Playfire
- Playfire logo
- Website type: Social network service
- Available in: English
- Founded: December 2007 in London, UK
- Dissolved: 30 May 2017
- Headquarters: London, United Kingdom
- Area served: Worldwide
- Founders: Kieran O'Neill, Sophia Hayes, Ben Phillips
- Key people: Paul Sulyok (Co-Founder & CEO Green Man Gaming & Playfire)
- Industry: Social networking service, video games
- Commercial: Yes
- Registration: Required
- Launched: 30 March 2008
- Current status: Inactive

= Playfire =

Gaming social network

Playfire was a social gaming networking website targeted towards core video game players. Playfire allowed users the ability to automatically track their in-game achievements, trophies, and gameplay, as well as earn rewards for playing their games.

== History ==

The company was founded in December 2007 by Kieran O'Neill, Sophia Hayes & Ben Phillips and Playfire was first launched into private beta in March 2008. A public beta followed in June 2008. Playfire secured £1.3m Funding in November 2009, and went on to be acquired by Green Man Gaming in 2012. At the time of acquisition, Playfire had more than 1.2 million users tracking over 50,000 video games on the website.
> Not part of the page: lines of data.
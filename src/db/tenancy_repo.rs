// src/db/tenancy_repo.rs

use async_trait::async_trait;
use sqlx::PgPool;
use uuid::Uuid;

use crate::{common::error::AppResult, models::tenancy::Tenant};

#[cfg_attr(test, mockall::automock)]
#[async_trait]
pub trait TenantRepository: Send + Sync {
    async fn find_by_id(&self, id: Uuid) -> AppResult<Option<Tenant>>;
}

#[derive(Clone)]
pub struct PgTenantRepository {
    pool: PgPool,
}

impl PgTenantRepository {
    pub fn new(pool: PgPool) -> Self {
        Self { pool }
    }
}

#[async_trait]
impl TenantRepository for PgTenantRepository {
    async fn find_by_id(&self, id: Uuid) -> AppResult<Option<Tenant>> {
        let tenant = sqlx::query_as::<_, Tenant>(
            r#"
            SELECT id, name, address, phone, created_at, updated_at
            FROM tenants
            WHERE id = $1
            "#,
        )
        .bind(id)
        .fetch_optional(&self.pool)
        .await?;

        Ok(tenant)
    }
}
Before creating Playfire, two of the Playfire founders had started and ran a PlayStation 3 focused news and forums website called PlayStation Universe. The idea for Playfire came from observing how gamers included information about themselves such as their PSN ID, recently played games and other things in their signatures below each forum post.

Playfire was the first website to release a PlayStation gamercard which attracted a large number of gamers to the service. The site iterated through a number of features, and introduced automatic tracking of Xbox 360, PlayStation 3 and PC gameplay in March 2011.

In September 2011 Playfire partnered with GameSpot to bring Playfire users profile to GameSpot through an API partnership.

On 9 July 2012 Playfire was acquired by digital games retailer Green Man Gaming.

At the end of 2013, Green Man Gaming announced that its Playfire service was able to track in-game achievements/trophies and gameplay on Xbox One and PlayStation 4.

In January 2014, Playfire launched its Rewards BETA. the Rewards BETA encourages users to link their Steam account to their Playfire account in order to earn Green Man Gaming store Credit. Available Rewards are listed daily on the Playfire Rewards. Page and by May 2014, over one million Rewards had been given out to BETA participants

Playfire sponsored the Most Played Game Award at the 32nd Golden Joystick Awards, and sponsored the Gamers' Choice Award at the Games Media Awards 2014 in October 2014.

In blog post on 7 November 2016, Green Man Gaming announced that Playfire is closing. It will be merged with their new "Community" site that GMG made on the Muut platform. Later, on 5 May 2017 Green Man Gaming announced Playfire is coming to a close this year. As of 30 May 2017 Playfire was merged with GMG Community with its website playfire.com now redirecting to greenmangaming.com/playfire.

== Investment ==

Playfire initially raised £1.3m in funding from investors including Niklas Zennström (the founder of Skype), Michael Birch (the founder of Bebo), Chris Deering (the former Chairman of SCE), William Reeve (the founder of LOVEFiLM) and others.